Entries taken from a collection:
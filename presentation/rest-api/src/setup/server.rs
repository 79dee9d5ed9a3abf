use std::sync::Arc;

use poem::{
    EndpointExt, Route, Server as PoemServer, listener::TcpListener, middleware::Tracing,
};
use poem_openapi::OpenApiService;

use crate::middleware::metrics::{self, HttpMetrics, RequestMetrics};
use crate::middleware::recovery;
use crate::{config::app_config::AppConfig, setup::dependency_injection::DependencyContainer};

pub struct Server;

impl Server {
    pub async fn run(config: AppConfig, container: DependencyContainer) -> anyhow::Result<()> {
        let addr = config.server.bind_address();
        let api_service = OpenApiService::new(
            (
                container.health_api,
                container.shell_api,
                container.executions_api,
            ),
            "Ops Agent API",
            "0.1.0",
        )
        .server(format!("http://{}", addr));
        let ui = api_service.swagger_ui();
        let spec = api_service.spec_endpoint();

        let http_metrics = Arc::new(HttpMetrics::new()?);

        let app = Route::new()
            .nest("/", api_service)
            .nest("/docs", ui)
            .nest("/openapi.json", spec)
            .at("/metrics", poem::get(metrics::exporter))
            .data(http_metrics.clone())
            .with(config.cors)
            .with(recovery::catch_panic())
            .with(RequestMetrics::new(http_metrics))
            .with(Tracing);

        println!("Server running at http://{}", addr);
        println!("Swagger UI at http://{}/docs", addr);
        println!("OpenAPI JSON at http://{}/openapi.json", addr);
        println!("Metrics at http://{}/metrics", addr);
        PoemServer::new(TcpListener::bind(&addr)).run(app).await?;
        Ok(())
    }
}
use std::{collections::BTreeMap, env, time::Duration};

use anyhow::{Context, bail};
use business::domain::sharding::pool::ShardPool;
use business::domain::sharding::routing::KeyIndexer;
use persistence::db::{self, DatabaseConfig, ShardSource};
use sqlx::PgPool;

/// Initialize the sharded database pool from environment variables
///
/// Environment variables:
/// - DATABASE_WRITER_URLS / DATABASE_READER_URLS: comma-separated `index=url`
///   pairs, e.g. "0=postgres://db-a/ops,1=postgres://db-b/ops"
/// - DATABASE_URL: single-shard fallback when neither list is set
/// - DATABASE_MAX_CONNECTIONS: per-shard pool size (default: 5)
/// - DATABASE_ACQUIRE_TIMEOUT_SECS: connection acquire timeout (default: 30)
/// - DATABASE_SHARD_INDEXER: routing function name (default: "last-byte")
/// - DATABASE_RUN_MIGRATIONS: "true" to apply migrations to every shard
///   writer on startup
/// - DATABASE_MIGRATIONS_PATH: migrations directory
///   (default: "infrastructure/persistence/migrations")
///
/// # Errors
/// Returns error if no database URL is configured, a shard entry is
/// malformed, or a connection fails
pub async fn init_database() -> anyhow::Result<ShardPool<PgPool>> {
    let sources = shard_sources_from_env()?;
    let config = connection_config_from_env()?;

    let mut pool = db::connect_shard_pool(&sources, &config).await?;

    if let Ok(name) = env::var("DATABASE_SHARD_INDEXER") {
        let indexer = KeyIndexer::from_name(&name)
            .with_context(|| format!("unknown shard indexer {name:?}"))?;
        pool.set_index_fn(indexer.into_fn());
    }

    if env::var("DATABASE_RUN_MIGRATIONS").is_ok_and(|value| value == "true") {
        let path = env::var("DATABASE_MIGRATIONS_PATH")
            .unwrap_or_else(|_| "infrastructure/persistence/migrations".to_string());
        db::run_migrations_on_writers(&pool, &path).await?;
    }

    Ok(pool)
}

fn connection_config_from_env() -> anyhow::Result<DatabaseConfig> {
    let mut config = DatabaseConfig::default();

    if let Ok(raw) = env::var("DATABASE_MAX_CONNECTIONS") {
        config.max_connections = raw
            .parse()
            .context("DATABASE_MAX_CONNECTIONS must be an integer")?;
    }
    if let Ok(raw) = env::var("DATABASE_ACQUIRE_TIMEOUT_SECS") {
        let seconds = raw
            .parse()
            .context("DATABASE_ACQUIRE_TIMEOUT_SECS must be a whole number of seconds")?;
        config.acquire_timeout = Duration::from_secs(seconds);
    }

    Ok(config)
}

fn shard_sources_from_env() -> anyhow::Result<Vec<ShardSource>> {
    let writers = env::var("DATABASE_WRITER_URLS").unwrap_or_default();
    let readers = env::var("DATABASE_READER_URLS").unwrap_or_default();

    if writers.trim().is_empty() && readers.trim().is_empty() {
        let url = env::var("DATABASE_URL").context(
            "set DATABASE_URL, or DATABASE_WRITER_URLS/DATABASE_READER_URLS for a sharded setup",
        )?;
        return Ok(vec![ShardSource {
            index: 0,
            writer_url: Some(url),
            reader_url: None,
        }]);
    }

    merge_shard_sources(&writers, &readers)
}

/// Merges the writer and reader URL lists by shard index. An index present in
/// only one list leaves the other half `None`; the pool aliases the missing
/// half at insert time.
fn merge_shard_sources(writers: &str, readers: &str) -> anyhow::Result<Vec<ShardSource>> {
    let mut merged: BTreeMap<u32, ShardSource> = BTreeMap::new();

    for (index, url) in parse_indexed_urls(writers)? {
        merged
            .entry(index)
            .or_insert_with(|| ShardSource {
                index,
                writer_url: None,
                reader_url: None,
            })
            .writer_url = Some(url);
    }
    for (index, url) in parse_indexed_urls(readers)? {
        merged
            .entry(index)
            .or_insert_with(|| ShardSource {
                index,
                writer_url: None,
                reader_url: None,
            })
            .reader_url = Some(url);
    }

    Ok(merged.into_values().collect())
}

/// Parses a comma-separated list of `index=url` pairs.
fn parse_indexed_urls(list: &str) -> anyhow::Result<Vec<(u32, String)>> {
    let mut entries = Vec::new();

    for part in list.split(',') {
        let part = part.trim();
        if part.is_empty() {
            continue;
        }
        let Some((index, url)) = part.split_once('=') else {
            bail!("malformed shard entry {part:?}, expected index=url");
        };
        let index: u32 = index
            .trim()
            .parse()
            .with_context(|| format!("shard index {index:?} is not a number"))?;
        let url = url.trim();
        if url.is_empty() {
            bail!("shard {index} has an empty url");
        }
        entries.push((index, url.to_string()));
    }

    Ok(entries)
}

* _Activity_
Please give the number of lines in the data above that include the string "json", and nothing else.

* _Output for this task_
2